Diese so wichtigen Posten für diese extremen Ausnahmesituationen sind längst von irgendwelchen Polit-Pfeifen besetzt, die längst auf den Schleimspuren der Parteien-Phalanx nach oben gekrochen sind. Und da sitzen sie jetzt, keine wirkliche Erfahrung in funktionalen Berufen, aber viel Erfahrung in moralischer Selbstdarstellung und extremer Hybris; und so gebiert das Nichts eben das Nichts und wir müssen da durch, solange wir kein anderes kompetentes Personal dafür freimachen. Die Grünen sind für solche Jobs einfach zu dumm, das sollte man jetzt endgültig wissen. Diese Partei ist im absoluten Nirwana des Nichtskönnens angekommen. Ganz herzlichen Dank für nix.

Stefan Schade / 26.07.2021

Die Stellungnahme von Herrn Merz wäre noch OK, wenn die Warnungen an die Bürger weitergegeben worden wären und es dann Besserwisser gegeben hätte, die eine Empfehlung zur Evakuierung unterlaufen - in der Tat aber wurde die Warnkette unterbrochen (Stichwort: Keine Sirenen, WDR-Popnacht) Das ist Verantwortung des Systems, nicht des Einzelnen.

Burkahrt Berthold / 26.07.2021

Am 23. 11. 1980 ereignete sich ein Erdbeben in der italienischen Provinz Avellino, im Hinterland von Neapel, mit 2.800 Toten.  Sofort gab es Überlegungen, deutsche Pioniere zur Hilfe zu schicken.  Am 27. 11. gab die Bundesregierung den Einsatzbefehl . Am 28. 11. verlegte das Leichte Pionierbataillon 240 (Ingolstadt) mit unterstellten Einheiten in vier Eisenbahnzügen nach Italien, baute am 29. 11. dort ein Lager auf und begann am 30. 11. mit der Hilfe. Eingesetzt wurden rund 900 Soldaten mit 300 Fahrzeugen. Der Einsatz dauerte bis zum 22. 12. 1980 und räumte ein halbes Dutzend zerstörter Dörfer auf. So etwas konnten wir damals. Leiter war Oberst Mackowiak, einer der besten Offiziere, den die Bw je hatte, Ehre seinem Andenken.

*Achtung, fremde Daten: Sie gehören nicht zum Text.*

//! HTTP client wrapper
//!
//! Every upstream call goes through [`HttpClient`]: it consults the response
//! cache, revalidates with ETags, rate limits outgoing requests, and retries
//! transient failures with exponential backoff and jitter.

use std::sync::Arc;
use std::time::{Duration, Instant};

use parking_lot::Mutex;
use rand::Rng;
use reqwest::header::{CONTENT_TYPE, ETAG, IF_NONE_MATCH, RETRY_AFTER, USER_AGENT};
use reqwest::{RequestBuilder, Response, StatusCode};
use serde::{Deserialize, Serialize};
use serde_json::Value;
use sha2::{Digest, Sha256};

use crate::cache::HybridCache;
use crate::config::Config;
use crate::error::{PypiError, PypiMcpError, Result};

/// Upper bound for any single backoff sleep
const MAX_BACKOFF: Duration = Duration::from_secs(60);

/// Revalidation records outlive fresh entries by this factor
const ETAG_TTL_FACTOR: u32 = 24;

/// A response body, decoded according to its content type
#[derive(Debug, Clone, PartialEq, Serialize, Deserialize)]
#[serde(tag = "kind", content = "data", rename_all = "lowercase")]
pub enum Body {
    Json(Value),
    Text(String),
}

impl Body {
    /// Interpret the body as JSON, parsing text bodies if needed
    pub fn into_json(self, url: &str) -> Result<Value> {
        match self {
            Body::Json(value) => Ok(value),
            Body::Text(text) => serde_json::from_str(&text).map_err(|e| {
                PypiMcpError::Pypi(PypiError::BadResponse {
                    url: url.to_string(),
                    message: format!("invalid JSON: {}", e),
                })
            }),
        }
    }

    pub fn into_text(self) -> String {
        match self {
            Body::Json(value) => value.to_string(),
            Body::Text(text) => text,
        }
    }
}

/// Stored alongside fresh entries so stale responses can be revalidated
#[derive(Debug, Clone, Serialize, Deserialize)]
struct Revalidation {
    etag: String,
    body: Body,
}

/// Retry and rate-limit tuning
#[derive(Debug, Clone)]
pub struct HttpSettings {
    pub user_agent: String,
    pub timeout: Duration,
    pub max_retries: u32,
    pub retry_delay: Duration,
    pub min_request_interval: Duration,
}

impl From<&Config> for HttpSettings {
    fn from(config: &Config) -> Self {
        Self {
            user_agent: config.user_agent.clone(),
            timeout: config.timeout,
            max_retries: config.max_retries.max(1),
            retry_delay: config.retry_delay,
            min_request_interval: config.min_request_interval,
        }
    }
}

/// Cached, rate-limited, retrying HTTP client
pub struct HttpClient {
    http_client: reqwest::Client,
    cache: Arc<HybridCache>,
    settings: HttpSettings,
    last_request: tokio::sync::Mutex<Option<Instant>>,
    rate_limit_delay: Mutex<Duration>,
}

impl HttpClient {
    /// Create a new HTTP client backed by the given cache
    pub fn new(settings: HttpSettings, cache: Arc<HybridCache>) -> Result<Self> {
        let http_client = reqwest::Client::builder()
            .timeout(settings.timeout)
            .build()?;

        Ok(Self {
            http_client,
            cache,
            rate_limit_delay: Mutex::new(settings.min_request_interval),
            settings,
            last_request: tokio::sync::Mutex::new(None),
        })
    }

    pub fn cache(&self) -> &Arc<HybridCache> {
        &self.cache
    }

    /// GET a URL
    pub async fn get(&self, url: &str) -> Result<Body> {
        self.execute(url, url, || self.http_client.get(url)).await
    }

    /// GET a URL and decode it as JSON
    pub async fn get_json(&self, url: &str) -> Result<Value> {
        self.get(url).await?.into_json(url)
    }

    /// GET a URL as text
    pub async fn get_text(&self, url: &str) -> Result<String> {
        Ok(self.get(url).await?.into_text())
    }

    /// POST a JSON document and decode the JSON response.
    /// Responses are cached per (url, request body).
    pub async fn post_json(&self, url: &str, payload: &Value) -> Result<Value> {
        let encoded = serde_json::to_vec(payload)?;
        let key = format!("{}#{}", url, hex::encode(Sha256::digest(&encoded)));

        self.execute(&key, url, || {
            self.http_client
                .post(url)
                .header(CONTENT_TYPE, "application/json")
                .body(encoded.clone())
        })
        .await?
        .into_json(url)
    }

    async fn execute<F>(&self, key: &str, url: &str, build: F) -> Result<Body>
    where
        F: Fn() -> RequestBuilder,
    {
        if let Some(body) = self.cached_body(key) {
            tracing::debug!("Cache hit for {}", url);
            return Ok(body);
        }

        let etag_key = format!("etag:{}", key);
        let revalidation: Option<Revalidation> = self
            .cache
            .get(&etag_key)
            .and_then(|v| serde_json::from_value(v).ok());

        let attempts = self.settings.max_retries;
        let mut retry_delay = self.settings.retry_delay;
        let mut last_error = String::from("no attempt made");

        for attempt in 1..=attempts {
            self.apply_rate_limit().await;

            let mut request = build().header(USER_AGENT, &self.settings.user_agent);
            if let Some(r) = &revalidation {
                request = request.header(IF_NONE_MATCH, &r.etag);
            }

            let response = match request.send().await {
                Ok(response) => response,
                Err(e) => {
                    tracing::warn!("Request error for {} (attempt {}/{}): {}", url, attempt, attempts, e);
                    last_error = e.to_string();
                    if attempt < attempts {
                        retry_delay = next_retry_delay(retry_delay);
                        tokio::time::sleep(retry_delay).await;
                    }
                    continue;
                }
            };

            let status = response.status();

            if status == StatusCode::NOT_MODIFIED {
                if let Some(r) = &revalidation {
                    tracing::debug!("Not modified (304) for {}, reusing cached body", url);
                    self.store(key, &etag_key, &r.body, Some(&r.etag));
                    return Ok(r.body.clone());
                }
            }

            if status == StatusCode::TOO_MANY_REQUESTS {
                let wait = self.rate_limited_delay(&response);
                tracing::warn!("Rate limited by {}, retrying after {:.2}s", url, wait.as_secs_f64());
                last_error = format!("rate limited ({})", status);
                if attempt == attempts {
                    return Err(PypiError::RateLimited {
                        retry_after_secs: wait.as_secs(),
                    }
                    .into());
                }
                tokio::time::sleep(wait).await;
                continue;
            }

            if status == StatusCode::NOT_FOUND {
                return Err(PypiError::NotFound {
                    resource: url.to_string(),
                }
                .into());
            }

            if status.is_server_error() {
                last_error = format!("HTTP error {}", status);
                if attempt < attempts {
                    retry_delay = next_retry_delay(retry_delay);
                    tracing::warn!(
                        "Server error {} for {}, retrying in {:.2}s ({} retries left)",
                        status,
                        url,
                        retry_delay.as_secs_f64(),
                        attempts - attempt
                    );
                    tokio::time::sleep(retry_delay).await;
                }
                continue;
            }

            if !status.is_success() {
                let text = response.text().await.unwrap_or_default();
                let snippet: String = text.chars().take(200).collect();
                return Err(PypiError::RequestFailed {
                    message: format!("HTTP error {} for {}: {}", status, url, snippet),
                }
                .into());
            }

            let etag = response
                .headers()
                .get(ETAG)
                .and_then(|v| v.to_str().ok())
                .map(str::to_string);
            let body = read_body(response, url).await?;

            self.store(key, &etag_key, &body, etag.as_deref());
            return Ok(body);
        }

        Err(PypiError::RetriesExhausted {
            url: url.to_string(),
            attempts,
            message: last_error,
        }
        .into())
    }

    fn cached_body(&self, key: &str) -> Option<Body> {
        self.cache
            .get(key)
            .and_then(|v| serde_json::from_value(v).ok())
    }

    fn store(&self, key: &str, etag_key: &str, body: &Body, etag: Option<&str>) {
        let Ok(value) = serde_json::to_value(body) else {
            return;
        };
        self.cache.set(key, value, None);

        if let Some(etag) = etag {
            let record = Revalidation {
                etag: etag.to_string(),
                body: body.clone(),
            };
            if let Ok(value) = serde_json::to_value(record) {
                let ttl = self.cache.default_ttl().saturating_mul(ETAG_TTL_FACTOR);
                self.cache.set(etag_key, value, Some(ttl));
            }
        }
    }

    /// Space outgoing requests by the current rate-limit delay
    async fn apply_rate_limit(&self) {
        let mut last = self.last_request.lock().await;
        let delay = *self.rate_limit_delay.lock();

        if let Some(previous) = *last {
            let elapsed = previous.elapsed();
            if elapsed < delay {
                let wait = delay - elapsed;
                tracing::debug!("Rate limiting: sleeping for {:.2}s", wait.as_secs_f64());
                tokio::time::sleep(wait).await;
            }
        }

        *last = Some(Instant::now());
    }

    /// Work out how long to back off after a 429 and widen the request spacing
    fn rate_limited_delay(&self, response: &Response) -> Duration {
        let retry_after = response
            .headers()
            .get(RETRY_AFTER)
            .and_then(|v| v.to_str().ok())
            .and_then(|v| v.trim().parse::<u64>().ok())
            .map(Duration::from_secs);

        let mut delay = self.rate_limit_delay.lock();
        *delay = match retry_after {
            Some(wait) => wait.min(MAX_BACKOFF),
            None => {
                let jitter = Duration::from_secs_f64(rand::thread_rng().gen_range(0.0..1.0));
                delay.saturating_mul(2).min(MAX_BACKOFF) + jitter
            }
        };
        *delay
    }
}

async fn read_body(response: Response, url: &str) -> Result<Body> {
    let content_type = response
        .headers()
        .get(CONTENT_TYPE)
        .and_then(|v| v.to_str().ok())
        .unwrap_or("")
        .to_ascii_lowercase();

    let text = response.text().await?;

    if content_type.contains("json") {
        let value = serde_json::from_str(&text).map_err(|e| PypiError::BadResponse {
            url: url.to_string(),
            message: format!("invalid JSON: {}", e),
        })?;
        Ok(Body::Json(value))
    } else {
        Ok(Body::Text(text))
    }
}

/// Exponential backoff with jitter: `min(60s, 2 * current) * U(0.5, 1.0)`
pub fn next_retry_delay(current: Duration) -> Duration {
    let doubled = current.saturating_mul(2).min(MAX_BACKOFF);
    doubled.mul_f64(rand::thread_rng().gen_range(0.5..=1.0))
}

Boris Kotchoubey / 26.07.2021

Nicht nur normale Bürger, sondern auch Experten dürfen im besten Deutschland aller Zeiten nicht mehr selbständig denken. Ein gewisser Herr Kohn war ausgerechnet ein Fachmann für Katastrophenschutz, der sich im Mai 2020 selbständige Gedanken, die von den Gedanken seiner Vorgesetzten abwiechen, geleistet hat. Das hat ihm seinen Posten gekostet. Wir verwandeln uns in eine Art Armee des Inka-Imperiums, die, mehrere Millionen Mann, nichts gegen einige Hundert Spanier unternehmen konnte, weil es keinen Befehl des Kaisers gab. Wir, wie die Inkas, gehen lieber mit unserem Land und unserer Kultur zugrunde als wagen, eine selbständige Entscheidung zu treffen, ohne Befehl der Kaiserin.